╭──
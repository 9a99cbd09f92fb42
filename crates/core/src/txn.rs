//! Transaction entity and the client program contract.
//!
//! A [`Txn`] is the unit the scheduler moves through its pipeline. Clients
//! never construct one directly; they implement [`Program`] and hand it to
//! the processor, which wraps it, assigns an id, and owns the transaction
//! until its result is returned.
//!
//! # Lifecycle
//!
//! ```text
//! Incomplete ──execute──▶ CompletedCommit ──certify──▶ Committed
//!      ▲                  CompletedAbort  ──────────▶ Aborted
//!      └──── reset_for_restart (OCC validation failure)
//! ```
//!
//! A restart preserves the transaction's id and program; only the buffered
//! reads, writes, status, and OCC snapshot are cleared.

use crate::types::{Key, Timestamp, TxnId, Value};
use rustc_hash::{FxHashMap, FxHashSet};
use serde::{Deserialize, Serialize};

/// Where a transaction stands in its lifecycle.
#[derive(Debug, Clone, Copy, PartialEq, Eq, Hash, Serialize, Deserialize)]
pub enum TxnStatus {
    /// Not yet executed (or reset for a fresh optimistic attempt).
    Incomplete,
    /// The program body finished and asked to commit; not yet certified.
    CompletedCommit,
    /// The program body finished and asked to abort; not yet finalized.
    CompletedAbort,
    /// Writes are installed in storage; the result is final.
    Committed,
    /// Writes were discarded; the result is final.
    Aborted,
}

impl TxnStatus {
    /// True once the transaction's result has been decided.
    pub fn is_final(&self) -> bool {
        matches!(self, TxnStatus::Committed | TxnStatus::Aborted)
    }
}

/// How a program body ended.
#[derive(Debug, Clone, Copy, PartialEq, Eq)]
pub enum TxnOutcome {
    /// Buffered writes should be installed.
    Commit,
    /// Buffered writes should be discarded.
    Abort,
}

/// The view a program body gets while it runs.
///
/// Reads come from the values the executor prefetched before the body
/// started; writes are buffered and installed only if the transaction
/// commits under its concurrency-control regime. The body never touches
/// storage directly.
pub struct OpContext<'a> {
    reads: &'a FxHashMap<Key, Value>,
    writes: &'a mut FxHashMap<Key, Value>,
    writeset: &'a FxHashSet<Key>,
}

impl OpContext<'_> {
    /// Value of `key` as of the prefetch, or `None` if the key did not
    /// exist in storage. Keys in the declared writeset are prefetched too,
    /// so read-modify-write bodies can read what they are about to write.
    pub fn read(&self, key: Key) -> Option<Value> {
        self.reads.get(&key).copied()
    }

    /// Buffer a write of `key`. The key must be in the declared writeset.
    pub fn write(&mut self, key: Key, value: Value) {
        debug_assert!(
            self.writeset.contains(&key),
            "write to key {key} outside the declared writeset"
        );
        self.writes.insert(key, value);
    }
}

/// Client-implemented transaction logic.
///
/// The read and write sets are declared once, when the transaction is
/// created, and are frozen from then on; `run` may be invoked multiple
/// times (once per optimistic attempt) and must be deterministic in the
/// keys it touches, though not in the values it writes.
pub trait Program: Send + 'static {
    /// Keys the body will read.
    fn readset(&self) -> FxHashSet<Key>;

    /// Keys the body may write.
    fn writeset(&self) -> FxHashSet<Key>;

    /// The transaction body. Reads and writes go through `ctx`; the return
    /// value is the commit or abort decision.
    fn run(&self, ctx: &mut OpContext<'_>) -> TxnOutcome;
}

/// A transaction moving through the processor.
pub struct Txn {
    id: TxnId,
    status: TxnStatus,
    readset: FxHashSet<Key>,
    writeset: FxHashSet<Key>,
    reads: FxHashMap<Key, Value>,
    writes: FxHashMap<Key, Value>,
    occ_start_time: Timestamp,
    program: Box<dyn Program>,
}

impl Txn {
    /// Wrap a program. The read and write sets are captured here and never
    /// consulted from the program again.
    pub fn new(program: impl Program) -> Self {
        let readset = program.readset();
        let writeset = program.writeset();
        Txn {
            id: TxnId::UNASSIGNED,
            status: TxnStatus::Incomplete,
            readset,
            writeset,
            reads: FxHashMap::default(),
            writes: FxHashMap::default(),
            occ_start_time: 0,
            program: Box::new(program),
        }
    }

    /// Unique id, assigned at submission.
    pub fn id(&self) -> TxnId {
        self.id
    }

    /// Assign the unique id. Called once by the processor.
    pub fn set_id(&mut self, id: TxnId) {
        self.id = id;
    }

    /// Current lifecycle status.
    pub fn status(&self) -> TxnStatus {
        self.status
    }

    /// Move to a new lifecycle status.
    pub fn set_status(&mut self, status: TxnStatus) {
        self.status = status;
    }

    /// Keys the transaction declared it will read.
    pub fn readset(&self) -> &FxHashSet<Key> {
        &self.readset
    }

    /// Keys the transaction declared it may write.
    pub fn writeset(&self) -> &FxHashSet<Key> {
        &self.writeset
    }

    /// Values observed during the prefetch of the current attempt.
    pub fn reads(&self) -> &FxHashMap<Key, Value> {
        &self.reads
    }

    /// Writes buffered by the current attempt.
    pub fn writes(&self) -> &FxHashMap<Key, Value> {
        &self.writes
    }

    /// Timestamp at which the current optimistic attempt was admitted.
    pub fn occ_start_time(&self) -> Timestamp {
        self.occ_start_time
    }

    /// Stamp the admission time for an optimistic attempt.
    pub fn set_occ_start_time(&mut self, at: Timestamp) {
        self.occ_start_time = at;
    }

    /// Drop any buffered state from a previous attempt. The executor calls
    /// this before prefetching.
    pub fn clear_buffers(&mut self) {
        self.reads.clear();
        self.writes.clear();
    }

    /// Record a prefetched value.
    pub fn stage_read(&mut self, key: Key, value: Value) {
        self.reads.insert(key, value);
    }

    /// Run the program body against the buffered reads and writes.
    pub fn execute_program(&mut self) -> TxnOutcome {
        let Txn {
            program,
            writeset,
            reads,
            writes,
            ..
        } = self;
        let mut ctx = OpContext {
            reads,
            writes,
            writeset,
        };
        program.run(&mut ctx)
    }

    /// Prepare a fresh optimistic attempt after a validation failure.
    ///
    /// Identity (id and program) is preserved; buffered reads and writes,
    /// the status, and the admission timestamp are cleared.
    pub fn reset_for_restart(&mut self) {
        self.status = TxnStatus::Incomplete;
        self.reads.clear();
        self.writes.clear();
        self.occ_start_time = 0;
    }
}

impl std::fmt::Debug for Txn {
    fn fmt(&self, f: &mut std::fmt::Formatter<'_>) -> std::fmt::Result {
        f.debug_struct("Txn")
            .field("id", &self.id)
            .field("status", &self.status)
            .field("readset", &self.readset.len())
            .field("writeset", &self.writeset.len())
            .field("occ_start_time", &self.occ_start_time)
            .finish()
    }
}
╰──
Every entry must be set down again exactly as it reads.

Result for this exercise
repository 9a99cbd09f92fb42
filename crates/core/src/txn.rs
//! Transaction entity and the client program contract.
//!
//! A [`Txn`] is the unit the scheduler moves through its pipeline. Clients
//! never construct one directly; they implement [`Program`] and hand it to
//! the processor, which wraps it, assigns an id, and owns the transaction
//! until its result is returned.
//!
//! # Lifecycle
//!
//! ```text
//! Incomplete ──execute──▶ CompletedCommit ──certify──▶ Committed
//!      ▲                  CompletedAbort  ──────────▶ Aborted
//!      └──── reset_for_restart (OCC validation failure)
//! ```
//!
//! A restart preserves the transaction's id and program; only the buffered
//! reads, writes, status, and OCC snapshot are cleared.

use crate::types::{Key, Timestamp, TxnId, Value};
use rustc_hash::{FxHashMap, FxHashSet};
use serde::{Deserialize, Serialize};

/// Where a transaction stands in its lifecycle.
#[derive(Debug, Clone, Copy, PartialEq, Eq, Hash, Serialize, Deserialize)]
pub enum TxnStatus {
    /// Not yet executed (or reset for a fresh optimistic attempt).
    Incomplete,
    /// The program body finished and asked to commit; not yet certified.
    CompletedCommit,
    /// The program body finished and asked to abort; not yet finalized.
    CompletedAbort,
    /// Writes are installed in storage; the result is final.
    Committed,
    /// Writes were discarded; the result is final.
    Aborted,
}

impl TxnStatus {
    /// True once the transaction's result has been decided.
    pub fn is_final(&self) -> bool {
        matches!(self, TxnStatus::Committed | TxnStatus::Aborted)
    }
}

/// How a program body ended.
#[derive(Debug, Clone, Copy, PartialEq, Eq)]
pub enum TxnOutcome {
    /// Buffered writes should be installed.
    Commit,
    /// Buffered writes should be discarded.
    Abort,
}

/// The view a program body gets while it runs.
///
/// Reads come from the values the executor prefetched before the body
/// started; writes are buffered and installed only if the transaction
/// commits under its concurrency-control regime. The body never touches
/// storage directly.
pub struct OpContext<'a> {
    reads: &'a FxHashMap<Key, Value>,
    writes: &'a mut FxHashMap<Key, Value>,
    writeset: &'a FxHashSet<Key>,
}

impl OpContext<'_> {
    /// Value of `key` as of the prefetch, or `None` if the key did not
    /// exist in storage. Keys in the declared writeset are prefetched too,
    /// so read-modify-write bodies can read what they are about to write.
    pub fn read(&self, key: Key) -> Option<Value> {
        self.reads.get(&key).copied()
    }

    /// Buffer a write of `key`. The key must be in the declared writeset.
    pub fn write(&mut self, key: Key, value: Value) {
        debug_assert!(
            self.writeset.contains(&key),
            "write to key {key} outside the declared writeset"
        );
        self.writes.insert(key, value);
    }
}

/// Client-implemented transaction logic.
///
/// The read and write sets are declared once, when the transaction is
/// created, and are frozen from then on; `run` may be invoked multiple
/// times (once per optimistic attempt) and must be deterministic in the
/// keys it touches, though not in the values it writes.
pub trait Program: Send + 'static {
    /// Keys the body will read.
    fn readset(&self) -> FxHashSet<Key>;

    /// Keys the body may write.
    fn writeset(&self) -> FxHashSet<Key>;

    /// The transaction body. Reads and writes go through `ctx`; the return
    /// value is the commit or abort decision.
    fn run(&self, ctx: &mut OpContext<'_>) -> TxnOutcome;
}

/// A transaction moving through the processor.
pub struct Txn {
    id: TxnId,
    status: TxnStatus,
    readset: FxHashSet<Key>,
    writeset: FxHashSet<Key>,
    reads: FxHashMap<Key, Value>,
    writes: FxHashMap<Key, Value>,
    occ_start_time: Timestamp,
    program: Box<dyn Program>,
}

impl Txn {
    /// Wrap a program. The read and write sets are captured here and never
    /// consulted from the program again.
    pub fn new(program: impl Program) -> Self {
        let readset = program.readset();
        let writeset = program.writeset();
        Txn {
            id: TxnId::UNASSIGNED,
            status: TxnStatus::Incomplete,
            readset,
            writeset,
            reads: FxHashMap::default(),
            writes: FxHashMap::default(),
            occ_start_time: 0,
            program: Box::new(program),
        }
    }

    /// Unique id, assigned at submission.
    pub fn id(&self) -> TxnId {
        self.id
    }

    /// Assign the unique id. Called once by the processor.
    pub fn set_id(&mut self, id: TxnId) {
        self.id = id;
    }

    /// Current lifecycle status.
    pub fn status(&self) -> TxnStatus {
        self.status
    }

    /// Move to a new lifecycle status.
    pub fn set_status(&mut self, status: TxnStatus) {
        self.status = status;
    }

    /// Keys the transaction declared it will read.
    pub fn readset(&self) -> &FxHashSet<Key> {
        &self.readset
    }

    /// Keys the transaction declared it may write.
    pub fn writeset(&self) -> &FxHashSet<Key> {
        &self.writeset
    }

    /// Values observed during the prefetch of the current attempt.
    pub fn reads(&self) -> &FxHashMap<Key, Value> {
        &self.reads
    }

    /// Writes buffered by the current attempt.
    pub fn writes(&self) -> &FxHashMap<Key, Value> {
        &self.writes
    }

    /// Timestamp at which the current optimistic attempt was admitted.
    pub fn occ_start_time(&self) -> Timestamp {
        self.occ_start_time
    }

    /// Stamp the admission time for an optimistic attempt.
    pub fn set_occ_start_time(&mut self, at: Timestamp) {
        self.occ_start_time = at;
    }

    /// Drop any buffered state from a previous attempt. The executor calls
    /// this before prefetching.
    pub fn clear_buffers(&mut self) {
        self.reads.clear();
        self.writes.clear();
    }

    /// Record a prefetched value.
    pub fn stage_read(&mut self, key: Key, value: Value) {
        self.reads.insert(key, value);
    }

    /// Run the program body against the buffered reads and writes.
    pub fn execute_program(&mut self) -> TxnOutcome {
        let Txn {
            program,
            writeset,
            reads,
            writes,
            ..
        } = self;
        let mut ctx = OpContext {
            reads,
            writes,
            writeset,
        };
        program.run(&mut ctx)
    }

    /// Prepare a fresh optimistic attempt after a validation failure.
    ///
    /// Identity (id and program) is preserved; buffered reads and writes,
    /// the status, and the admission timestamp are cleared.
    pub fn reset_for_restart(&mut self) {
        self.status = TxnStatus::Incomplete;
        self.reads.clear();
        self.writes.clear();
        self.occ_start_time = 0;
    }
}

impl std::fmt::Debug for Txn {
    fn fmt(&self, f: &mut std::fmt::Formatter<'_>) -> std::fmt::Result {
        f.debug_struct("Txn")
            .field("id", &self.id)
            .field("status", &self.status)
            .field("readset", &self.readset.len())
            .field("writeset", &self.writeset.len())
            .field("occ_start_time", &self.occ_start_time)
            .finish()
    }
}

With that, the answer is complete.